A cervejaria holandesa vendeu 50,3 milhões de hectolitros de cerveja no primeiro trimestre, estável ante mesma etapa do ano passado. A previsão média em uma pesquisa compilada pela empresa era de um declínio de 5%.

As vendas na África, Oriente Médio e Europa Oriental subiram 9,9%, com desempenho forte na Nigéria e na África do Sul.

As vendas asiáticas foram 5,4% maiores, principalmente no Sudeste Asiático e incluindo o Vietnã. As vendas na região tinham crescido no primeiro trimestre de 2020, embora tenham entrado em colapso em março com a disseminação do coronavírus.

Na Europa, as vendas de cerveja caíram 9,7%, já que os lockdowns reduziram o consumo de bebidas em cafés e restaurantes em dois terços.

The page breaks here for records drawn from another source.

// main.rs — 程序入口
// 负责初始化异步运行时、日志与多语言，解析命令行参数并分发子命令

mod cli; // 声明 cli 模块，对应 src/cli.rs
mod logging;
mod setter;

// 初始化多语言支持，嵌入 locales 目录下的所有翻译
rust_i18n::i18n!("locales", fallback = "en");

use clap::{CommandFactory, Parser}; // 引入 Parser trait 的 parse() 方法; CommandFactory 用于生成补全脚本
use clap_complete::generate; // 引入补全脚本生成函数
use cli::{AcquireArgs, Cli, Commands, ConfigAction};
use rust_i18n::t; // 引入翻译宏
use std::num::NonZeroUsize;
use std::sync::Arc;
use tokio::sync::Semaphore;
use tokio::task::JoinSet;
use wallcraft::config::AppConfig;
use wallcraft::storage::{self, DirStorage, FILE_PREFIX, Storage};
use wallcraft::{
    AcquireState, CatalogRequest, ImageAcquisitionPipeline, NoProgress, PipelineError,
    ProgressSink, RandomSource, ReqwestFetcher, SavedWallpaper, SeededRandom, ThreadRandom,
};

type CliResult<T> = Result<T, Box<dyn std::error::Error>>;

/// `#[tokio::main]` 宏将 async main 转换为同步 main + tokio 运行时
#[tokio::main]
async fn main() {
    // 自动检测系统语言并设置
    let locale = std::env::var("LANG").unwrap_or_else(|_| "en".to_string());
    if locale.starts_with("zh") {
        rust_i18n::set_locale("zh-CN");
    } else {
        rust_i18n::set_locale("en");
    }

    let cli = Cli::parse();
    logging::init(cli.verbose);

    if let Err(err) = run(cli).await {
        eprintln!("{} {}", t!("error_prefix"), err);
        std::process::exit(1);
    }
}

async fn run(cli: Cli) -> CliResult<()> {
    let mut config = AppConfig::load()?;
    config.ensure_dirs()?;

    // 根据子命令分发执行逻辑
    match cli.command {
        Commands::Fetch { acquire, count } => handle_fetch(&config, &acquire, count).await?,
        Commands::Set { acquire } => {
            let saved = handle_single(&config, &acquire).await?;
            println!("{}", t!("setting_wallpaper"));
            setter::set_from_path(&saved.path)?;
            println!("{}", t!("set_done"));
        }
        Commands::Apply { image } => {
            println!("{}", t!("setting_wallpaper"));
            setter::set_from_path(&image)?;
            println!("{}", t!("set_done"));
        }
        Commands::List => handle_list(&config)?,
        Commands::Categories => {
            print_tokens(&t!("categories_title"), &config.catalog.categories, &config.category)
        }
        Commands::Resolutions => print_tokens(
            &t!("resolutions_title"),
            &config.catalog.resolutions,
            &config.resolution,
        ),
        Commands::Completions { shell } => {
            generate(
                shell,
                &mut Cli::command(),
                "wallcraft",
                &mut std::io::stdout(),
            );
        }
        Commands::Config { action } => handle_config(&mut config, &action)?,
        Commands::Clean => handle_clean(&config)?,
    }

    Ok(())
}

/// 在终端打印单次采集的进度
struct ConsoleProgress;

impl ProgressSink for ConsoleProgress {
    fn emit(&self, state: AcquireState) {
        match state {
            AcquireState::CatalogFetching => println!("{}", t!("stage_catalog")),
            AcquireState::DetailFetching => println!("{}", t!("stage_detail")),
            AcquireState::Downloading => println!("{}", t!("stage_download")),
            _ => {}
        }
    }
}

fn build_pipeline(config: &AppConfig, seed: Option<u64>) -> CliResult<Arc<ImageAcquisitionPipeline>> {
    let fetcher = Arc::new(ReqwestFetcher::new(&config.fetch_settings())?);
    let random: Arc<dyn RandomSource> = match seed {
        Some(seed) => Arc::new(SeededRandom::new(seed)),
        None => Arc::new(ThreadRandom),
    };
    let pipeline = ImageAcquisitionPipeline::new(config.catalog_settings(), fetcher, random)?;
    Ok(Arc::new(pipeline))
}

fn build_request(config: &AppConfig, args: &AcquireArgs) -> CliResult<CatalogRequest> {
    let request = config.catalog_request(args.category.as_deref(), args.resolution.as_deref())?;
    println!(
        "{}",
        t!("fetch_start", category => request.category, resolution => request.resolution)
    );
    Ok(request)
}

/// 重试策略由调用方决定：每次失败后重新走一遍完整采集（新的随机页与条目）
///
/// 只有采集阶段的失败会重试，保存失败直接返回。
async fn acquire_with_retries(
    pipeline: &ImageAcquisitionPipeline,
    request: &CatalogRequest,
    storage: &dyn Storage,
    retries: u32,
    sink: &dyn ProgressSink,
) -> Result<SavedWallpaper, PipelineError> {
    let mut attempt = 0;
    loop {
        match pipeline.acquire_and_save(request, storage, sink).await {
            Ok(saved) => return Ok(saved),
            Err(PipelineError::Acquire(err)) if attempt < retries => {
                attempt += 1;
                tracing::warn!(attempt, retries, error = %err, "acquisition failed, retrying");
                println!("{}", t!("retrying", attempt => attempt, total => retries, reason => err));
            }
            Err(err) => return Err(err),
        }
    }
}

/// 下载一张壁纸并返回保存结果
async fn handle_single(config: &AppConfig, args: &AcquireArgs) -> CliResult<SavedWallpaper> {
    let request = build_request(config, args)?;
    let pipeline = build_pipeline(config, args.seed)?;
    let storage = DirStorage::new(&config.wallpaper_dir);
    let retries = args.retries.unwrap_or(config.download.retries);

    let saved = acquire_with_retries(&pipeline, &request, &storage, retries, &ConsoleProgress).await?;
    println!("{}", t!("save_path", path => saved.path.display()));
    Ok(saved)
}

/// 处理 fetch 子命令：批量下载时按配置的并发上限同时采集
async fn handle_fetch(config: &AppConfig, args: &AcquireArgs, count: NonZeroUsize) -> CliResult<()> {
    let count = count.get();
    if count == 1 {
        handle_single(config, args).await?;
        println!("{}", t!("download_done", count => 1));
        return Ok(());
    }

    let request = build_request(config, args)?;
    let pipeline = build_pipeline(config, args.seed)?;
    let storage = Arc::new(DirStorage::new(&config.wallpaper_dir));
    let retries = args.retries.unwrap_or(config.download.retries);
    let semaphore = Arc::new(Semaphore::new(config.download.max_concurrent.max(1)));

    let mut tasks = JoinSet::new();
    for index in 0..count {
        let pipeline = pipeline.clone();
        let storage = storage.clone();
        let request = request.clone();
        let semaphore = semaphore.clone();
        tasks.spawn(async move {
            // 持有许可直到本次采集结束
            let _permit = semaphore.acquire_owned().await;
            let result =
                acquire_with_retries(&pipeline, &request, storage.as_ref(), retries, &NoProgress)
                    .await;
            (index, result)
        });
    }

    let mut saved = 0;
    let mut failed = 0;
    while let Some(joined) = tasks.join_next().await {
        match joined? {
            (index, Ok(wallpaper)) => {
                saved += 1;
                println!(
                    "{}",
                    t!(
                        "download_info",
                        current => index + 1,
                        total => count,
                        path => wallpaper.path.display()
                    )
                );
            }
            (index, Err(err)) => {
                failed += 1;
                eprintln!(
                    "{}",
                    t!("download_failed", current => index + 1, total => count, reason => err)
                );
            }
        }
    }

    println!("{}", t!("download_done", count => saved));
    if failed > 0 {
        return Err(t!("error_some_failed", count => failed).to_string().into());
    }
    Ok(())
}

/// 处理 list 子命令：列出已下载的壁纸
fn handle_list(config: &AppConfig) -> CliResult<()> {
    let files = storage::list_saved(&config.wallpaper_dir)?;
    if files.is_empty() {
        println!("{}", t!("no_wallpapers", path => config.wallpaper_dir.display()));
        return Ok(());
    }
    for file in files {
        println!("{}", file.display());
    }
    Ok(())
}

/// 打印白名单，并标记当前默认值
fn print_tokens(title: &str, tokens: &[String], current: &str) {
    println!("{} ({})", title, tokens.len());
    println!("{}", "-".repeat(30));
    for token in tokens {
        let marker = if token == current { "*" } else { " " };
        println!("{} {}", marker, token);
    }
}

/// 处理 clean 子命令：清理所有以 wallcraft- 开头的文件（包括中断留下的 .part）
fn handle_clean(config: &AppConfig) -> CliResult<()> {
    let dir = &config.wallpaper_dir;
    let mut deleted_count = 0;

    if dir.exists() {
        println!("{}", t!("cleaning_dir", path => dir.display()));

        for entry in std::fs::read_dir(dir)? {
            let path = entry?.path();
            if !path.is_file() {
                continue;
            }
            if let Some(filename) = path.file_name().and_then(|n| n.to_str()) {
                if filename.starts_with(FILE_PREFIX) {
                    std::fs::remove_file(&path)?;
                    deleted_count += 1;
                    println!("  {} {}", t!("deleted"), filename);
                }
            }
        }
    }

    println!("{}", t!("clean_done", count => deleted_count));
    Ok(())
}

/// 处理 config 子命令：查看或修改配置
fn handle_config(config: &mut AppConfig, action: &ConfigAction) -> CliResult<()> {
    match action {
        ConfigAction::Show => {
            println!("{}", t!("config_title"));
            println!("{}", t!("config_path", path => config.config_path.display()));
            println!(
                "{}",
                t!("config_wallpaper_dir", path => config.wallpaper_dir.display())
            );
            println!("{}", t!("config_base_url", url => config.catalog.base_url));
            println!("{}", t!("config_category", category => config.category));
            println!("{}", t!("config_res", res => config.resolution));
            println!("{}", t!("config_max_pages", pages => config.catalog.max_pages));
        }
        ConfigAction::Schema => {
            println!("{}", AppConfig::get_schema()?);
        }
        ConfigAction::Dump => {
            println!("{}", config.to_toml()?);
        }
        ConfigAction::Set { key, value } => {
            config.set(key, value)?;
            config.save()?;
            println!("{}", t!("config_updated", key => key, value => value));
        }
    }
    Ok(())
}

O crescimento nas vendas das lojas não compensou o déficit. Os fabricantes de cerveja também sofreram com o custo mais alto de embalagem em latas descartáveis, em vez de garrafas ou barris retornáveis mais baratos.

O lucro líquido no primeiro trimestre foi de 168 milhões de euros, quase 80% maior do que no ano anterior, mas mais de 40% menor do que o de 2019, com a fraqueza europeia compensada por outras regiões e o controle de custos ajudando.

A cervejaria lançou um plano de três anos para restaurar as margens de lucro aos níveis anteriores à pandemia, em parte por meio do corte de 8 mil empregos.